During the People's Republic of Poland, it was carefully hidden, there was no place for it either in high school curricula or even within university curricula.

At present, for reasons of political correctness, the discussion of these painful events with our neighbor, Ukraine, is difficult and postponed for who knows when. For such conversations, any time is good, especially today. Any time is good for discovering the truth, understanding the mechanisms of those crimes, describing them and clearing up relations between the two neighboring nations — Polish and Ukrainian — especially today.

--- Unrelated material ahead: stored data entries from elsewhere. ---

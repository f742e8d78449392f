//! 氨基酸字母表
//!
//! 序列字母表与长度规则只在这里定义一次，校验服务和存储层都复用它

use phf::phf_map;

/// 持久化字段允许的最大序列长度（残基数）
pub const MAX_SEQUENCE_LENGTH: usize = 130;

/// 20 种标准氨基酸的单字母代码（按字母顺序）
pub const ALPHABET: &str = "ACDEFGHIKLMNPQRSTVWY";

static AMINO_ACIDS: phf::Map<char, &'static str> = phf_map! {
    'A' => "Alanine",
    'C' => "Cysteine",
    'D' => "Aspartic acid",
    'E' => "Glutamic acid",
    'F' => "Phenylalanine",
    'G' => "Glycine",
    'H' => "Histidine",
    'I' => "Isoleucine",
    'K' => "Lysine",
    'L' => "Leucine",
    'M' => "Methionine",
    'N' => "Asparagine",
    'P' => "Proline",
    'Q' => "Glutamine",
    'R' => "Arginine",
    'S' => "Serine",
    'T' => "Threonine",
    'V' => "Valine",
    'W' => "Tryptophan",
    'Y' => "Tyrosine",
};

/// 是否为标准氨基酸字母（区分大小写，只接受大写）
pub fn is_amino_acid(c: char) -> bool {
    AMINO_ACIDS.contains_key(&c)
}

/// 获取氨基酸全称
pub fn name_of(c: char) -> Option<&'static str> {
    AMINO_ACIDS.get(&c).copied()
}

/// 序列中第一个不属于字母表的字符
pub fn first_invalid(sequence: &str) -> Option<char> {
    sequence.chars().find(|c| !is_amino_acid(*c))
}

/// 单条序列的结构问题
#[derive(Debug, Clone, Copy, PartialEq, Eq)]
pub enum SequenceViolation {
    /// 序列为空
    Empty,
    /// 超出长度上限
    TooLong { length: usize, max: usize },
    /// 含有字母表之外的字符
    InvalidCharacter(char),
}

/// 按 空 → 长度 → 字母表 的顺序检查序列，遇到第一个问题即返回
pub fn check_sequence(sequence: &str, max_length: usize) -> Result<(), SequenceViolation> {
    if sequence.is_empty() {
        return Err(SequenceViolation::Empty);
    }

    let length = sequence.chars().count();
    if length > max_length {
        return Err(SequenceViolation::TooLong {
            length,
            max: max_length,
        });
    }

    match first_invalid(sequence) {
        Some(c) => Err(SequenceViolation::InvalidCharacter(c)),
        None => Ok(()),
    }
}

#[cfg(test)]
mod tests {
    use super::*;

    #[test]
    fn test_alphabet_matches_table() {
        assert_eq!(ALPHABET.len(), 20);
        assert!(ALPHABET.chars().all(is_amino_acid));
        assert_eq!(AMINO_ACIDS.len(), 20);
    }

    #[test]
    fn test_non_standard_letters_rejected() {
        for c in ['B', 'J', 'O', 'U', 'X', 'Z', 'a', '*', '-'] {
            assert!(!is_amino_acid(c), "{c} 不应属于字母表");
        }
    }

    #[test]
    fn test_name_of() {
        assert_eq!(name_of('W'), Some("Tryptophan"));
        assert_eq!(name_of('B'), None);
    }

    #[test]
    fn test_check_sequence_order() {
        assert_eq!(check_sequence("", 130), Err(SequenceViolation::Empty));

        // 长度检查先于字母表检查
        let long_and_invalid = "B".repeat(131);
        assert_eq!(
            check_sequence(&long_and_invalid, 130),
            Err(SequenceViolation::TooLong {
                length: 131,
                max: 130
            })
        );

        assert_eq!(
            check_sequence("ACDEFGHIKLMNPQRSTVWYB", 130),
            Err(SequenceViolation::InvalidCharacter('B'))
        );
        assert_eq!(check_sequence(ALPHABET, 130), Ok(()));
        assert_eq!(check_sequence(&"A".repeat(130), 130), Ok(()));
    }
}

The concept of the Borderlands

Borderlands (Kresy) is the edge of the territory between our lands and other political entities. In the first Polish Republic, these were military watchtowers defending the eastern and southern borders against the attacks of the Tatars and Turks. The borders of the First Polish Republic in the sixteenth century reached from the Black Sea to the Baltic Sea and covered territories where people of different nationalities and different cultures lived.

As a result of various external conditions and internal squabbles, the territory of the Polish state began to shrink until it was completely taken over by the neighboring countries — Russia, Prussia and Austria. For 123 years there was no Polish state and there was no concept of "Borderlands". After regaining independence in 1918, it appears again, but it has a different meaning, because the Second Polish Republic is very different from the first. It is a country several times smaller in terms of territory and national relations within it are organized differently.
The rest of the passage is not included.